*Data for analysis:*
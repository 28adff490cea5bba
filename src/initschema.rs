//! Initialize the metastore schema on its own, regardless of `--initmetastore`. This is for
//! retrying after a failed or skipped initialization.
//!
//! Requires `setup`, which installs schematool on the setup host.

use clap::clap_app;

use console::style;

use crate::common::{
    config::{param_args, InitFlag, MetastoreConfig, Params},
    env,
    remote::{check_reachable, FileStore, ReachabilityProbe, RemoteHost},
    remote_args,
    schema::{self, InitOutcome, SchemaMigrator},
    secret_store,
    secrets::Credentials,
    Login, Options,
};

pub fn cli_options() -> clap::App<'static, 'static> {
    let app = clap_app! { initschema =>
        (about: "Initializes the metastore schema with schematool, dry run first. Requires \
                 `setup`.")
    };

    param_args(remote_args(app))
}

pub fn run(dry_run: bool, sub_m: &clap::ArgMatches<'_>) -> Result<(), failure::Error> {
    let login = Login::from_matches(sub_m)?;
    let options = Options::from_matches(sub_m)?;

    let params = Params::from_matches(sub_m)?;
    let config = MetastoreConfig::from_params(&params, options.lenient_dbtype)?;

    let store = secret_store(sub_m)?;
    let credentials = Credentials::resolve(&config, store.as_ref())?;

    let host = RemoteHost::connect(&login, dry_run)?;

    let outcome = init_schema(&host, config, &credentials, &options)?;

    if let InitOutcome::Initialized(target) = outcome {
        println!(
            "{}",
            style(format!("Metastore schema initialized to {}", target))
                .green()
                .bold()
        );
    }

    Ok(())
}

fn init_schema<H>(
    host: &H,
    config: MetastoreConfig,
    credentials: &Credentials,
    options: &Options<'_>,
) -> Result<InitOutcome, failure::Error>
where
    H: FileStore + ReachabilityProbe + SchemaMigrator,
{
    let config = MetastoreConfig {
        init_schema: InitFlag::Yes,
        ..config
    };

    check_reachable(host, &config, options.skip_probe)?;

    env::with_snapshot(host, &config, credentials, options.keep_env, || {
        schema::initialize(host, &config)
    })
}

#[cfg(test)]
mod test {
    use super::*;

    use crate::common::{
        schema::SchemaTarget,
        testing::{config, FakeHost},
    };

    #[test]
    fn ignores_init_flag() {
        let host = FakeHost::default();
        let mut config = config("postgres", "3.1.2");
        config.init_schema = InitFlag::No;
        let credentials = Credentials {
            user: "hive".into(),
            password: "hunter2".into(),
        };

        let outcome = init_schema(&host, config, &credentials, &Options::default()).unwrap();

        assert_eq!(outcome, InitOutcome::Initialized(SchemaTarget::V3_1_0));
        assert_eq!(
            *host.events.borrow(),
            vec![
                "probe pg.example.com:5432".to_string(),
                "put /tmp/msenv.sh 600".to_string(),
                "schematool init 3.1.0 dry_run=true".to_string(),
                "schematool init 3.1.0 dry_run=false".to_string(),
                "remove /tmp/msenv.sh".to_string(),
            ]
        );
    }
}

*What to produce:* Copy out every record above exactly as written.

*Exercise answer:*
repository 28adff490cea5bba
filename src/initschema.rs
//! Initialize the metastore schema on its own, regardless of `--initmetastore`. This is for
//! retrying after a failed or skipped initialization.
//!
//! Requires `setup`, which installs schematool on the setup host.

use clap::clap_app;

use console::style;

use crate::common::{
    config::{param_args, InitFlag, MetastoreConfig, Params},
    env,
    remote::{check_reachable, FileStore, ReachabilityProbe, RemoteHost},
    remote_args,
    schema::{self, InitOutcome, SchemaMigrator},
    secret_store,
    secrets::Credentials,
    Login, Options,
};

pub fn cli_options() -> clap::App<'static, 'static> {
    let app = clap_app! { initschema =>
        (about: "Initializes the metastore schema with schematool, dry run first. Requires \
                 `setup`.")
    };

    param_args(remote_args(app))
}

pub fn run(dry_run: bool, sub_m: &clap::ArgMatches<'_>) -> Result<(), failure::Error> {
    let login = Login::from_matches(sub_m)?;
    let options = Options::from_matches(sub_m)?;

    let params = Params::from_matches(sub_m)?;
    let config = MetastoreConfig::from_params(&params, options.lenient_dbtype)?;

    let store = secret_store(sub_m)?;
    let credentials = Credentials::resolve(&config, store.as_ref())?;

    let host = RemoteHost::connect(&login, dry_run)?;

    let outcome = init_schema(&host, config, &credentials, &options)?;

    if let InitOutcome::Initialized(target) = outcome {
        println!(
            "{}",
            style(format!("Metastore schema initialized to {}", target))
                .green()
                .bold()
        );
    }

    Ok(())
}

fn init_schema<H>(
    host: &H,
    config: MetastoreConfig,
    credentials: &Credentials,
    options: &Options<'_>,
) -> Result<InitOutcome, failure::Error>
where
    H: FileStore + ReachabilityProbe + SchemaMigrator,
{
    let config = MetastoreConfig {
        init_schema: InitFlag::Yes,
        ..config
    };

    check_reachable(host, &config, options.skip_probe)?;

    env::with_snapshot(host, &config, credentials, options.keep_env, || {
        schema::initialize(host, &config)
    })
}

#[cfg(test)]
mod test {
    use super::*;

    use crate::common::{
        schema::SchemaTarget,
        testing::{config, FakeHost},
    };

    #[test]
    fn ignores_init_flag() {
        let host = FakeHost::default();
        let mut config = config("postgres", "3.1.2");
        config.init_schema = InitFlag::No;
        let credentials = Credentials {
            user: "hive".into(),
            password: "hunter2".into(),
        };

        let outcome = init_schema(&host, config, &credentials, &Options::default()).unwrap();

        assert_eq!(outcome, InitOutcome::Initialized(SchemaTarget::V3_1_0));
        assert_eq!(
            *host.events.borrow(),
            vec![
                "probe pg.example.com:5432".to_string(),
                "put /tmp/msenv.sh 600".to_string(),
                "schematool init 3.1.0 dry_run=true".to_string(),
                "schematool init 3.1.0 dry_run=false".to_string(),
                "remove /tmp/msenv.sh".to_string(),
            ]
        );
    }
}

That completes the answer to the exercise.